Prima della chiesa c'era una cappella. Già nel Seicento, all'abitato di Cavi Borgo, un piccolo edificio intitolato alla Santissima Concezione, a sant'Erasmo e a sant'Antonio da Padova ospitava un cappellano che celebrava soltanto nei giorni festivi; per il resto la comunità, come quella di Sorlana, dipendeva dalla parrocchiale di Santa Giulia di Centaura, in collina. Fu all'inizio del Seicento che gli abitanti di Cavi Borgo decisero di costruirsi un luogo di culto proprio, in basso, vicino al mare: è la chiesa della Santissima Concezione di via Romana, oggi parrocchiale della frazione di Cavi di Lavagna.
Cosa vedere
L'impianto è di una semplicità dichiarata: una navata unica con presbiterio e coro, l'altare maggiore in marmo e quattro altari laterali. I marmi lavorati sono la nota di ricchezza dell'edificio, che le fonti locali datano al 1757, quando la comunità di Cavi era ormai abbastanza forte da mantenere una chiesa tutta sua.
La facciata è in stile barocco genovese e venne rinnovata nel 1938: è quello che si vede arrivando lungo via Romana, la strada che attraversa il borgo parallela alla costa. La data che pesa di più, però, è il 1797: quell'anno l'arcivescovo di Genova, monsignor Giovanni Lercari, scorporò la parrocchia da Santa Giulia di Centaura e la rese autonoma. Oggi la chiesa è sede dell'omonima parrocchia, nel vicariato di Chiavari-Lavagna della diocesi di Chiavari.
La visita
Cavi ha una stazione ferroviaria propria sulla linea Genova-Pisa e dalla banchina si raggiunge la chiesa in pochi minuti di cammino, senza uscire dal borgo.
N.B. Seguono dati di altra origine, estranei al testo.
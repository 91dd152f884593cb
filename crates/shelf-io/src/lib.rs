#![forbid(unsafe_code)]
//! shelf-io: dataset readers and result writers.
//!
//! Readers produce a raw `Dataset`; the join in `shelf-operators` validates
//! it. Writers render pipeline output as an aligned table, JSONL, or CSV.

pub mod error;
pub mod readers;
pub mod writers;

pub use error::{Error, Result};
pub use readers::json::{bundled_dataset, load_dataset, load_dataset_from};
pub use writers::{render, RenderOptions};
//! Result writers. Every format renders the same flat row record.

pub mod csv;
pub mod jsonl;
pub mod table;

use std::io::Write;

use serde::Serialize;

use shelf_core::config::{OutputFormat, DEFAULT_NO_MATCH_MESSAGE};
use shelf_core::model::{EnrichedProduct, Sex};
use shelf_core::query::SortState;

use crate::error::Result;

/// One output row, flattened from an `EnrichedProduct`.
#[derive(Debug, Clone, PartialEq, Eq, Serialize)]
pub struct RowRecord<'a> {
    pub id: u64,
    pub product: &'a str,
    pub category: &'a str,
    pub icon: &'a str,
    pub user: &'a str,
    pub sex: Sex,
}

impl<'a> From<&'a EnrichedProduct> for RowRecord<'a> {
    fn from(p: &'a EnrichedProduct) -> Self {
        Self {
            id: p.id.get(),
            product: &p.name,
            category: &p.category.title,
            icon: &p.category.icon,
            user: &p.user.name,
            sex: p.user.sex,
        }
    }
}

#[derive(Debug, Clone)]
pub struct RenderOptions {
    pub format: OutputFormat,
    /// Drives the header sort marks of the table format.
    pub sort: SortState,
    pub no_match_message: String,
    /// ANSI colors in the table format (user column by sex).
    pub color: bool,
}

impl Default for RenderOptions {
    fn default() -> Self {
        Self {
            format: OutputFormat::Table,
            sort: SortState::default(),
            no_match_message: DEFAULT_NO_MATCH_MESSAGE.to_string(),
            color: false,
        }
    }
}

/// Render `rows` to `out` in the configured format.
pub fn render<W: Write>(out: W, rows: &[EnrichedProduct], opts: &RenderOptions) -> Result<()> {
    match opts.format {
        OutputFormat::Table => table::TableWriter::new(out, opts).write(rows),
        OutputFormat::Jsonl => jsonl::JsonlWriter::to_writer(out).write_rows(rows),
        OutputFormat::Csv => csv::CsvWriter::to_writer(out).write_rows(rows),
    }
}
È una parrocchiale in uso, non un museo: gli orari sono quelli delle funzioni, e chi arriva d'estate la trova in mezzo al viavai dei bagnanti, perché gli stabilimenti balneari di Cavi richiamano gente anche dai comuni vicini. Fuori stagione, la mattina presto, il borgo si legge molto meglio.
Il consiglio della redazione
Vi consigliamo di non fermarvi qui. Verso il confine con Sestri Levante, sotto le Rocche di Sant'Anna, la cappella di San Leonardo, un tempo detta «dei Francesi» e proprietà dei Cavalieri di Malta fino al 1665, conserva sull'altare marmoreo una pala di Bartolomeo Biscaino con la Madonna del Carmine, sant'Erasmo vescovo e san Leonardo di Limoges. Le due soste insieme raccontano Cavi molto meglio di una sola.